La nouvelle détermination des autorités judiciaires dans la lutte contre l’esclavage par ascendance au Mali

Face à l’absence d’une loi spécifique criminalisant l’esclavage par ascendance au Mali, les autorités judiciaires sont confrontées à des difficultés pour catégoriser ce délit basé sur le Code Pénal en la matière. Pour pallier ces difficultés en attendant le vote d’une loi spécifique, le Ministre de la justice, Mahamadou Kassogué, a pris un arrêté ministériel (n°0000863 du 11 novembre 2021) relatif à la gestion des affaires en lien avec l’esclavage par ascendance . Ceci n’est pas un hasard mais plutôt le fruit du travail de plaidoyer et d’information entrepris entre autres par le programme EMiFo et les autres acteurs du secteur, notamment à travers sa formation à l’endroit du personnel judiciaire et administratif sur l’esclavage par ascendance tenue du 28 juin au 3 juillet 2021 au Laboratoire d’Étude et de Recherche en Droit, Décentralisation et Développement Local (LERDDL) . Ainsi dans une discussion avec lse Brand Kehris, Sous-secrétaire Générale de l’ONU aux droits de l’homme, le Ministre Kassogué a notamment évoqué le programme de formation aux magistrats sur l’esclavage par ascendance .

Notre programme a en effet beaucoup contribué à la formation et à la sensibilisation des magistrats sur la problématique de l’esclavage par ascendance dans leurs localités respectives au Mali et partout ailleurs. Cette formation a permis de mieux outiller  les magistrats dans l’application des instruments juridiques internationaux et régionaux pour l’éradication des discriminations et des violences liées à la pratique de l’esclavage par ascendance. Le Ministre a ainsi rappelé dans cet arrêté les instructions déjà données dans la lettre N°0057/MJDH-SG du 17 décembre 2019 « de prendre toutes les dispositions nécessaires en vue d’engager des poursuites pénales contre toutes personnes impliquées dans des actes en lien avec le phénomène et d’envisager l’éventualité d’une délocalisation de certaines affaires pour garantir l’efficacité des procédures ». Il a également invité les Procureurs de la République à une lutte implacable contre l’injustice et l’impunité en matière de violations graves des droits de l’homme notamment la pratique de l’esclavage par ascendance dans l’ouest du Mali . 

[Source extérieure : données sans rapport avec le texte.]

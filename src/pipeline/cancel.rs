//! Session-wide cancellation flag observable from async stages.

use std::sync::Arc;
use tokio::sync::watch;

/// Cloneable cancellation token.
///
/// Every clone observes the same flag. Once cancelled it stays cancelled.
#[derive(Debug, Clone)]
pub struct CancelToken {
    tx: Arc<watch::Sender<bool>>,
}

impl Default for CancelToken {
    fn default() -> Self {
        Self::new()
    }
}

impl CancelToken {
    pub fn new() -> Self {
        let (tx, _rx) = watch::channel(false);
        Self { tx: Arc::new(tx) }
    }

    /// Fires the token, waking every task waiting in [`CancelToken::cancelled`].
    pub fn cancel(&self) {
        self.tx.send_replace(true);
    }

    pub fn is_cancelled(&self) -> bool {
        *self.tx.borrow()
    }

    /// Completes once the token has been cancelled.
    pub async fn cancelled(&self) {
        let mut rx = self.tx.subscribe();
        // The sender lives in `self`, so `wait_for` can only end by matching.
        rx.wait_for(|cancelled| *cancelled).await.ok();
    }
}
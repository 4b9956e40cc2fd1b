//! HTTP server.
//!
//! One task per connection, HTTP/1.1 via hyper. Request bodies are read in
//! full (up to [`MAX_BODY_BYTES`]) before dispatch. On shutdown the listener
//! stops accepting, readiness flips to 503, open connections finish their
//! in-flight request and the server waits up to the shutdown timeout for
//! them to close.

use crate::error::ServerError;
use crate::router::Router;
use crate::shutdown::{ConnectionTracker, ShutdownSignal};
use agora_core::AgoraError;
use agora_middleware::{Response, ResponseExt};
use http_body_util::{BodyExt, Full, Limited};
use hyper::body::Incoming;
use hyper::server::conn::http1;
use hyper::service::service_fn;
use hyper_util::rt::TokioIo;
use std::convert::Infallible;
use std::net::{IpAddr, SocketAddr};
use std::sync::Arc;
use std::time::Duration;
use tokio::net::{TcpListener, TcpStream};

/// Largest request body accepted.
pub const MAX_BODY_BYTES: usize = 1024 * 1024;

/// Serves a [`Router`] on a TCP listener.
#[derive(Debug, Clone)]
pub struct Server {
    router: Arc<Router>,
    shutdown_timeout: Duration,
}

impl Server {
    /// Creates a server.
    #[must_use]
    pub fn new(router: Arc<Router>, shutdown_timeout: Duration) -> Self {
        Self {
            router,
            shutdown_timeout,
        }
    }

    /// Binds `addr`.
    pub async fn bind(addr: &str) -> Result<TcpListener, ServerError> {
        let addr: SocketAddr = addr
            .parse()
            .map_err(|e| ServerError::Bind(format!("invalid address '{addr}': {e}")))?;
        TcpListener::bind(addr)
            .await
            .map_err(|e| ServerError::Bind(format!("failed to bind {addr}: {e}")))
    }

    /// Accepts connections until `shutdown`, then drains.
    pub async fn serve(self, listener: TcpListener, shutdown: ShutdownSignal) -> Result<(), ServerError> {
        let local = listener.local_addr()?;
        tracing::info!(addr = %local, routes = ?self.router.paths(), "listening");
        let tracker = ConnectionTracker::new();

        loop {
            tokio::select! {
                accepted = listener.accept() => match accepted {
                    Ok((stream, peer)) => {
                        let router = Arc::clone(&self.router);
                        let token = tracker.acquire();
                        let shutdown = shutdown.clone();
                        tokio::spawn(async move {
                            if let Err(err) = handle_connection(router, stream, peer, shutdown).await {
                                tracing::debug!(peer = %peer, error = %err, "connection error");
                            }
                            drop(token);
                        });
                    }
                    Err(err) => tracing::error!(error = %err, "failed to accept connection"),
                },
                () = shutdown.recv() => break,
            }
        }

        self.router.readiness().set_ready(false);
        tracing::info!(
            addr = %local,
            active = tracker.active_connections(),
            timeout_ms = u64::try_from(self.shutdown_timeout.as_millis()).unwrap_or(u64::MAX),
            "draining connections"
        );
        if tokio::time::timeout(self.shutdown_timeout, tracker.drained())
            .await
            .is_err()
        {
            tracing::warn!(
                active = tracker.active_connections(),
                "shutdown timeout reached with connections open"
            );
        }
        tracing::info!(addr = %local, "server stopped");
        Ok(())
    }
}

async fn handle_connection(
    router: Arc<Router>,
    stream: TcpStream,
    peer: SocketAddr,
    shutdown: ShutdownSignal,
) -> Result<(), hyper::Error> {
    let service = service_fn(move |request: hyper::Request<Incoming>| {
        let router = Arc::clone(&router);
        async move { Ok::<_, Infallible>(serve_request(&router, request, peer.ip()).await) }
    });
    let conn = http1::Builder::new().serve_connection(TokioIo::new(stream), service);
    tokio::pin!(conn);
    tokio::select! {
        result = conn.as_mut() => result,
        () = shutdown.recv() => {
            conn.as_mut().graceful_shutdown();
            conn.await
        }
    }
}

async fn serve_request(router: &Router, request: hyper::Request<Incoming>, peer: IpAddr) -> Response {
    let (parts, body) = request.into_parts();
    match Limited::new(body, MAX_BODY_BYTES).collect().await {
        Ok(collected) => {
            let request = http::Request::from_parts(parts, Full::new(collected.to_bytes()));
            router.dispatch(request, Some(peer)).await
        }
        Err(err) => {
            tracing::debug!(peer = %peer, error = %err, "failed to read request body");
            Response::from_error(&AgoraError::bad_request("request body unreadable or too large"))
        }
    }
}

#[cfg(test)]
mod tests {
    use super::*;
    use crate::health::{HealthCheck, ReadinessCheck};

    fn probes_only() -> Arc<Router> {
        Arc::new(Router::new(
            HealthCheck::new("agora-gateway", "test"),
            ReadinessCheck::new(),
        ))
    }

    #[tokio::test]
    async fn invalid_address_is_a_bind_error() {
        assert!(matches!(
            Server::bind("not-an-address").await,
            Err(ServerError::Bind(_))
        ));
    }

    #[tokio::test]
    async fn serves_until_shutdown() {
        let listener = Server::bind("127.0.0.1:0").await.unwrap();
        let addr = listener.local_addr().unwrap();
        let router = probes_only();
        let shutdown = ShutdownSignal::new();
        let server = tokio::spawn(
            Server::new(Arc::clone(&router), Duration::from_secs(1)).serve(listener, shutdown.clone()),
        );

        let client = reqwest::Client::new();
        let health = client.get(format!("http://{addr}/health")).send().await.unwrap();
        assert_eq!(health.status(), 200);
        let missing = client.get(format!("http://{addr}/nope")).send().await.unwrap();
        assert_eq!(missing.status(), 404);
        assert_eq!(
            missing.json::<serde_json::Value>().await.unwrap()["error"],
            "not found"
        );

        shutdown.trigger();
        tokio::time::timeout(Duration::from_secs(5), server)
            .await
            .unwrap()
            .unwrap()
            .unwrap();
        assert!(!router.readiness().is_ready());
    }
}
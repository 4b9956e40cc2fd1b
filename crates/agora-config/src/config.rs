//! The root configuration.

use crate::error::ConfigError;
use crate::schema::{
    AuthConfig, BucketConfig, DatabaseConfig, LogFormat, NotificationsConfig, RateLimitConfig,
    ServerConfig, ServicesConfig, TelemetryConfig,
};
use serde::{Deserialize, Serialize};
use std::net::SocketAddr;

/// Shortest accepted credential secret, in bytes.
pub const MIN_SECRET_LEN: usize = 16;

/// Gateway configuration.
///
/// # Example
///
/// ```
/// use agora_config::AgoraConfig;
///
/// let config = AgoraConfig::development();
/// assert!(config.validate().is_ok());
/// assert_eq!(config.auth.cookie_name, "jwt");
/// ```
#[derive(Debug, Clone, Default, Serialize, Deserialize, PartialEq)]
#[serde(deny_unknown_fields, default)]
pub struct AgoraConfig {
    /// HTTP server.
    pub server: ServerConfig,
    /// Rate limits.
    pub rate_limit: RateLimitConfig,
    /// Credentials and header names.
    pub auth: AuthConfig,
    /// Notifications.
    pub notifications: NotificationsConfig,
    /// Connection pool.
    pub database: DatabaseConfig,
    /// Downstream services.
    pub services: ServicesConfig,
    /// Logging and metrics.
    pub telemetry: TelemetryConfig,
}

impl AgoraConfig {
    /// Local-run preset: loopback bind, pretty debug logs, no metrics
    /// exporter and a throwaway credential secret.
    #[must_use]
    pub fn development() -> Self {
        let mut config = Self::default();
        config.server.http_addr = "127.0.0.1:8080".to_string();
        config.server.shutdown_timeout_secs = 5;
        config.auth.secret = "agora-development-secret".to_string();
        config.auth.leeway_secs = 60;
        config.telemetry.logging.level = "debug".to_string();
        config.telemetry.logging.format = LogFormat::Pretty;
        config.telemetry.metrics.enabled = false;
        config.database.url = "sqlite::memory:".to_string();
        config
    }

    /// Production preset. The credential secret must still be supplied.
    #[must_use]
    pub fn production() -> Self {
        let mut config = Self::default();
        config.telemetry.logging.format = LogFormat::Json;
        config.telemetry.logging.level = "info".to_string();
        config
    }

    /// Checks cross-field constraints that the types cannot express.
    pub fn validate(&self) -> Result<(), ConfigError> {
        socket_addr("server.http_addr", &self.server.http_addr)?;
        if self.telemetry.metrics.enabled {
            socket_addr("telemetry.metrics.addr", &self.telemetry.metrics.addr)?;
        }

        bucket("rate_limit.ip_default", self.rate_limit.ip_default)?;
        bucket("rate_limit.principal_default", self.rate_limit.principal_default)?;
        positive("rate_limit.sweep_interval_secs", self.rate_limit.sweep_interval_secs)?;

        if self.auth.secret.len() < MIN_SECRET_LEN {
            return Err(ConfigError::invalid_value(
                "auth.secret",
                format!("must be at least {MIN_SECRET_LEN} bytes"),
            ));
        }
        for (field, value) in [
            ("auth.cookie_name", &self.auth.cookie_name),
            ("auth.trace_header_name", &self.auth.trace_header_name),
            ("auth.request_header_name", &self.auth.request_header_name),
        ] {
            if value.is_empty() {
                return Err(ConfigError::invalid_value(field, "must not be empty"));
            }
        }

        let notifications = &self.notifications;
        positive("notifications.expiry_secs", notifications.expiry_secs)?;
        positive(
            "notifications.aggregation_window_secs",
            notifications.aggregation_window_secs,
        )?;
        for (kind, secs) in &notifications.aggregation_windows {
            positive(&format!("notifications.aggregation_windows.{kind}"), *secs)?;
        }
        positive("notifications.purge_interval_secs", notifications.purge_interval_secs)?;
        if notifications.consumer.batch_size == 0 {
            return Err(ConfigError::invalid_value(
                "notifications.consumer.batch_size",
                "must be at least 1",
            ));
        }
        if notifications.consumer.max_attempts == 0 {
            return Err(ConfigError::invalid_value(
                "notifications.consumer.max_attempts",
                "must be at least 1",
            ));
        }

        if !self.database.url.starts_with("sqlite:") {
            return Err(ConfigError::invalid_value(
                "database.url",
                format!("not a sqlite URL: {}", self.database.url),
            ));
        }
        if self.database.max_connections == 0 {
            return Err(ConfigError::invalid_value(
                "database.max_connections",
                "must be at least 1",
            ));
        }

        for (field, url) in [
            ("services.users_url", &self.services.users_url),
            ("services.media_url", &self.services.media_url),
        ] {
            if !(url.starts_with("http://") || url.starts_with("https://")) {
                return Err(ConfigError::invalid_value(field, format!("not an http(s) URL: {url}")));
            }
        }
        Ok(())
    }
}

fn socket_addr(field: &str, value: &str) -> Result<SocketAddr, ConfigError> {
    value
        .parse()
        .map_err(|_| ConfigError::invalid_value(field, format!("invalid socket address: {value}")))
}

fn bucket(field: &str, bucket: BucketConfig) -> Result<(), ConfigError> {
    if bucket.capacity == 0 {
        return Err(ConfigError::invalid_value(
            format!("{field}.capacity"),
            "must be at least 1",
        ));
    }
    if !(bucket.refill_per_second.is_finite() && bucket.refill_per_second > 0.0) {
        return Err(ConfigError::invalid_value(
            format!("{field}.refill_per_second"),
            "must be a positive number",
        ));
    }
    Ok(())
}

fn positive(field: &str, value: u64) -> Result<(), ConfigError> {
    if value == 0 {
        return Err(ConfigError::invalid_value(field, "must be greater than zero"));
    }
    Ok(())
}
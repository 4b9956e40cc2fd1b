//! Shared handler state.

use agora_access::AccessEngine;
use agora_core::Clock;
use agora_hydrate::Hydrator;
use agora_notify::Inbox;
use agora_store::Database;
use std::sync::Arc;

/// Services every gateway handler can reach. Cheap to clone.
#[derive(Clone)]
pub struct AppState {
    /// Relational store.
    pub db: Database,
    /// Audience checks.
    pub access: AccessEngine,
    /// User and image resolution.
    pub hydrator: Hydrator,
    /// Notification queries.
    pub inbox: Inbox,
    /// Time source for stored timestamps.
    pub clock: Arc<dyn Clock>,
}

impl std::fmt::Debug for AppState {
    fn fmt(&self, f: &mut std::fmt::Formatter<'_>) -> std::fmt::Result {
        f.debug_struct("AppState")
            .field("db", &self.db)
            .field("clock", &self.clock)
            .finish_non_exhaustive()
    }
}
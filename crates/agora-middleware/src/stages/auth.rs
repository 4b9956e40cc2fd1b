//! Authentication stage.

use crate::claims::{extract_credential, AuthFailure, TokenVerifier};
use crate::context::MiddlewareContext;
use crate::middleware::{BoxFuture, Middleware, Next};
use crate::types::{Request, Response, ResponseExt};
use agora_core::{AgoraError, Clock};
use std::sync::Arc;

/// Verifies the caller's credential and records the [`agora_core::Principal`].
///
/// Every failure answers 401 with the same body; the reason goes to logs and
/// the `agora_auth_failures_total` counter.
#[derive(Debug)]
pub struct AuthStage {
    verifier: TokenVerifier,
    cookie_name: String,
    clock: Arc<dyn Clock>,
}

impl AuthStage {
    /// Creates the stage.
    #[must_use]
    pub fn new(verifier: TokenVerifier, cookie_name: impl Into<String>, clock: Arc<dyn Clock>) -> Self {
        Self {
            verifier,
            cookie_name: cookie_name.into(),
            clock,
        }
    }

    fn reject(ctx: &mut MiddlewareContext, failure: AuthFailure) -> Response {
        ctx.set_auth_failure(failure);
        agora_telemetry::record_auth_failure(failure.as_str());
        tracing::info!(
            request_id = %ctx.request_id(),
            reason = failure.as_str(),
            "authentication failed"
        );
        Response::from_error(&AgoraError::unauthorized("unauthorized"))
    }
}

impl Middleware for AuthStage {
    fn name(&self) -> &'static str {
        "auth"
    }

    fn process<'a>(
        &'a self,
        ctx: &'a mut MiddlewareContext,
        request: Request,
        next: Next<'a>,
    ) -> BoxFuture<'a, Response> {
        Box::pin(async move {
            let verified = extract_credential(request.headers(), &self.cookie_name)
                .ok_or(AuthFailure::Missing)
                .and_then(|token| self.verifier.verify(token, self.clock.now()));
            match verified {
                Ok(principal) => {
                    ctx.set_principal(principal);
                    next.run(ctx, request).await
                }
                Err(failure) => Self::reject(ctx, failure),
            }
        })
    }
}

#[cfg(test)]
mod tests {
    use super::*;
    use crate::stages::test_support::ok;
    use agora_core::ManualClock;
    use bytes::Bytes;
    use chrono::{Duration, Utc};
    use http::StatusCode;
    use http_body_util::{BodyExt, Full};

    const SECRET: &[u8] = b"stage-secret-of-sufficient-length";

    fn stage(clock: Arc<ManualClock>) -> AuthStage {
        let verifier = TokenVerifier::new(SECRET, std::time::Duration::ZERO).unwrap();
        AuthStage::new(verifier, "jwt", clock)
    }

    fn with_cookie(token: &str) -> Request {
        http::Request::builder()
            .uri("/post/read")
            .header(http::header::COOKIE, format!("jwt={token}"))
            .body(Full::new(Bytes::new()))
            .unwrap()
    }

    #[tokio::test]
    async fn valid_cookie_sets_principal() {
        let clock = Arc::new(ManualClock::new(Utc::now()));
        let stage = stage(Arc::clone(&clock));
        let token = stage.verifier.sign(11, clock.now(), Duration::minutes(5)).unwrap();
        let mut ctx = MiddlewareContext::new("127.0.0.1");
        let response = stage.process(&mut ctx, with_cookie(&token), ok()).await;
        assert_eq!(response.status(), StatusCode::OK);
        assert_eq!(ctx.principal().unwrap().user_id(), 11);
    }

    #[tokio::test]
    async fn failures_share_one_body() {
        let clock = Arc::new(ManualClock::new(Utc::now()));
        let stage = stage(Arc::clone(&clock));
        let token = stage.verifier.sign(11, clock.now(), Duration::minutes(5)).unwrap();
        clock.advance(Duration::minutes(10));

        let mut expired_ctx = MiddlewareContext::new("127.0.0.1");
        let expired = stage.process(&mut expired_ctx, with_cookie(&token), ok()).await;
        let mut invalid_ctx = MiddlewareContext::new("127.0.0.1");
        let invalid = stage.process(&mut invalid_ctx, with_cookie("garbage"), ok()).await;

        assert_eq!(expired_ctx.auth_failure(), Some(AuthFailure::Expired));
        assert_eq!(invalid_ctx.auth_failure(), Some(AuthFailure::Invalid));
        assert_eq!(expired.status(), StatusCode::UNAUTHORIZED);
        let expired_body = expired.into_body().collect().await.unwrap().to_bytes();
        let invalid_body = invalid.into_body().collect().await.unwrap().to_bytes();
        assert_eq!(expired_body, invalid_body);
        assert_eq!(&expired_body[..], br#"{"error":"unauthorized"}"#);
    }

    #[tokio::test]
    async fn missing_credential_is_401() {
        let stage = stage(Arc::new(ManualClock::new(Utc::now())));
        let mut ctx = MiddlewareContext::new("127.0.0.1");
        let request = http::Request::builder()
            .uri("/")
            .body(Full::new(Bytes::new()))
            .unwrap();
        let response = stage.process(&mut ctx, request, ok()).await;
        assert_eq!(response.status(), StatusCode::UNAUTHORIZED);
        assert_eq!(ctx.auth_failure(), Some(AuthFailure::Missing));
        assert!(ctx.principal().is_none());
    }
}
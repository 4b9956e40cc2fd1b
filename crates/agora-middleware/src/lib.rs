//! # Agora Middleware
//!
//! The gateway's admission chain.
//!
//! - [`limiter`] - token-bucket rate limiting keyed by client IP or user
//! - [`claims`] - HS256 JWT signing and verification
//! - [`Pipeline`] / [`Stage`] - the fixed-order stage chain
//! - [`stages`] - method gate, rate limit, auth, and context enrichment stages
//! - [`GatewayStack`] / [`RouteSpec`] / [`RouteHandler`] - route assembly
//!
//! ## Order
//!
//! ```text
//! method-gate -> ip-rate-limit -> auth -> context-enrich -> principal-rate-limit -> handler
//! ```
//!
//! A request with a disallowed method gets 405 whatever else is wrong with it;
//! a request without a credential gets 401 before its user's bucket is touched.

#![doc(html_root_url = "https://docs.rs/agora-middleware/0.1.0")]
#![warn(missing_docs)]
#![forbid(unsafe_code)]

pub mod claims;
pub mod context;
pub mod limiter;
pub mod middleware;
pub mod pipeline;
pub mod route;
pub mod stages;
pub mod types;

pub use claims::{extract_credential, AuthFailure, CredentialError, TokenVerifier};
pub use context::MiddlewareContext;
pub use limiter::{
    BucketSpec, Decision, InMemoryRateLimiter, LimitScope, LimiterError, RateLimitKey, RateLimiter,
};
pub use middleware::{BoxFuture, Middleware, Next};
pub use pipeline::{Pipeline, PipelineBuilder, PipelineError, Stage};
pub use route::{client_ip, handler, GatewaySettings, GatewayStack, HandlerFn, RouteHandler, RouteSpec};
pub use stages::FailMode;
pub use types::{retry_after_secs, Request, Response, ResponseExt, MAX_RETRY_AFTER_SECS};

Cet arrêté ministériel du 11 novembre 2021 permet aux magistrats de réprimer efficacement les pratiques de l’esclavage par ascendance au Mali. En effet, depuis 2020, les victimes font l’objet de graves violations de leurs droits et libertés fondamentales reconnues et garanties par la Constitution du 25 février 1992. Ainsi, l’article 2 de la Constitution malienne dispose que : « Tous les Maliens naissent et demeurent libres et égaux en droits et en devoirs. Toute discrimination fondée sur l’origine sociale, la couleur, la langue, la race, le sexe, la religion et l’opinion politique est prohibée ».

Par ailleurs, l’Organisation des Nations Unies (ONU/ Sous-secrétaire générale aux droits de l’homme) a condamné la pratique de l’esclavage par ascendance et invité les autorités maliennes à une implication inclusive des communautés à travers les leaders (religieux et coutumiers) dans le processus de l’adoption d’une loi criminalisant cette pratique .

Il semble donc que l’Etat malien prenne enfin ses responsabilités en termes de lutte contre l’esclavage par ascendance en assurant l’application effective non seulement de la Constitution mais aussi du Code Pénal avant l’adoption d’une loi criminalisant l’esclavage par ascendance au Mali. 


Fousseini DIABATE (Bamako, le 09 décembre 2021)

One Comment

  1. Macire Kamissoko-Reply
    17/12/2021 at 22:16

    Bonsoir, très intéressant article visant l’égalité de tous natifs maliens devant la loi dans notre société. Aussi, l’instauration d’un des droits fondamentaux, sitipulé par l’article 2 de la constitution en vigueur (25 février 1992).
    Voir d’autre part, il est bon de conserver certaines pratiques à valeurs ancestrales de la société pour la pérennité de son histoire. Par ce effet, il serait judicieux pour le respect de vivre ensemble, dans un climat de paix et de fraternité ancestrale (cousinage et bon voisinage) d’enfreindre les violences physiques entachées à la matière tout en conservant la culture morale que nous a laissée nos ancêtres en guise l’harmonisation des droits et devoirs des uns vis à vis des autres et l’instauration de la bonne gouvernance.
    In fine, je conseillerais les législateurs maliens de prendre en compte certaines de nos valeurs ancestrales lors d’élaboration de nos législations en guise d’harmoniser le rapport entre les éléments du droit qui constituent notre société (sujet et objet).